PROMPT — Return a copy of every line in the records that includes the word "Serialize".

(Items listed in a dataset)
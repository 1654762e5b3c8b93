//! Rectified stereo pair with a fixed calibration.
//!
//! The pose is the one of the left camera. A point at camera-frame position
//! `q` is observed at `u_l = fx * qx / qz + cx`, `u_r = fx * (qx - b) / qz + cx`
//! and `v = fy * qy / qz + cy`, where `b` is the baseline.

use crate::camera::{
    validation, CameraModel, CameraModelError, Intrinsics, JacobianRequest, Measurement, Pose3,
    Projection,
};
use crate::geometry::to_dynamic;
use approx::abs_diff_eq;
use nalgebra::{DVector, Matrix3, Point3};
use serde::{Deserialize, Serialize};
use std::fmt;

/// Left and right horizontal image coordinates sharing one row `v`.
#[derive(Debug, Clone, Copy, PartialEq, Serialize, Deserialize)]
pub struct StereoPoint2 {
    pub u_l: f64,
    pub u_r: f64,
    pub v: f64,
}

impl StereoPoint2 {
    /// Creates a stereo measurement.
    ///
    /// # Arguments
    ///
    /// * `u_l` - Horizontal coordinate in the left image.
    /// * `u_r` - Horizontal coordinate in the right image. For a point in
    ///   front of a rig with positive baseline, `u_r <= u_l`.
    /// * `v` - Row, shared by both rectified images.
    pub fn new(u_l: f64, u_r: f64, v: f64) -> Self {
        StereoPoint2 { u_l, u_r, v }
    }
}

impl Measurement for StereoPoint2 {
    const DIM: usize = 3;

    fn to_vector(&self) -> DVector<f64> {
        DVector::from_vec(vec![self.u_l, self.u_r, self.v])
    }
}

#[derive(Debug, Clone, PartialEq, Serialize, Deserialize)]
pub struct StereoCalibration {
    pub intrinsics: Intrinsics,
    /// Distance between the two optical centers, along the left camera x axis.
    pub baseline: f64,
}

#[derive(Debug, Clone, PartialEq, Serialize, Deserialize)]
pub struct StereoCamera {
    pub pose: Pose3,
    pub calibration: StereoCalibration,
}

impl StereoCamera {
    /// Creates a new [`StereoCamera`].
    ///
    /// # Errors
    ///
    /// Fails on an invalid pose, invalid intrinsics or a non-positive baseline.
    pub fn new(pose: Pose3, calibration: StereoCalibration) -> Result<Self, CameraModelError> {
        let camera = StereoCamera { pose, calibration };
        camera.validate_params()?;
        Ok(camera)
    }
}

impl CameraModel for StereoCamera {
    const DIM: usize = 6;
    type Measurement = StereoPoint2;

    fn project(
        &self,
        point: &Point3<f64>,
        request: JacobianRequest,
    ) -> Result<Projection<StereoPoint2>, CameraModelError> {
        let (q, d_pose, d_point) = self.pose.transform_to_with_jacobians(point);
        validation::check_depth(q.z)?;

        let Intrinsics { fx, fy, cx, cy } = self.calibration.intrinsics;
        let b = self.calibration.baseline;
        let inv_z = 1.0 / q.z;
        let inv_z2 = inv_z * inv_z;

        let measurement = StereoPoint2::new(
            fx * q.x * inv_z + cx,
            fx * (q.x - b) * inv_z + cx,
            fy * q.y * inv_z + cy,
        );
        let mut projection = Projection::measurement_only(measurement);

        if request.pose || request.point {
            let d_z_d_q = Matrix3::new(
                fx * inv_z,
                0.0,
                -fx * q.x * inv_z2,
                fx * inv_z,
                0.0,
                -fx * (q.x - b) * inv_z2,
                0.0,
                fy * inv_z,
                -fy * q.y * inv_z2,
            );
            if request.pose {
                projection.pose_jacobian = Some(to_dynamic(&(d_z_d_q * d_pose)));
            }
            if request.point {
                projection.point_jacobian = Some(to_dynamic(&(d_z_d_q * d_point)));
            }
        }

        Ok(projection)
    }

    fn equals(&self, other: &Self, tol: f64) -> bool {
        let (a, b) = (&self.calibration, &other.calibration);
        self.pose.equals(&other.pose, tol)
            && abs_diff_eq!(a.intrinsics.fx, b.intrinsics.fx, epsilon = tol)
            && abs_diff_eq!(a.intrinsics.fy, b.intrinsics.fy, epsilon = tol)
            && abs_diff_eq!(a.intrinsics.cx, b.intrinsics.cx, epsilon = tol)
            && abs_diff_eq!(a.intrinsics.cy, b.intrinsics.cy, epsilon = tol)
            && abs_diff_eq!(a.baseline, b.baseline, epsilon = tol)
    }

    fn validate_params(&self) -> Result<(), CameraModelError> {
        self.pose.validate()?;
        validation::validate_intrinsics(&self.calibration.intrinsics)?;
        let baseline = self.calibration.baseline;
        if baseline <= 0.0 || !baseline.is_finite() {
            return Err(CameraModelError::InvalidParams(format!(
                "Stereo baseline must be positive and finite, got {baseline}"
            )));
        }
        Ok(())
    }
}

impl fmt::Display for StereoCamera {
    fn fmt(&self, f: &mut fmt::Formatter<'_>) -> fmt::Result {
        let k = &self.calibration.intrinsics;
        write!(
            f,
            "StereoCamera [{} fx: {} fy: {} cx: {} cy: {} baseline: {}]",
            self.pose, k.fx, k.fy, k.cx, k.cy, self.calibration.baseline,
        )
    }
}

RESPONSE FOR THIS EXERCISE —
use serde::{Deserialize, Serialize};
#[derive(Debug, Clone, Copy, PartialEq, Serialize, Deserialize)]
#[derive(Debug, Clone, PartialEq, Serialize, Deserialize)]
#[derive(Debug, Clone, PartialEq, Serialize, Deserialize)]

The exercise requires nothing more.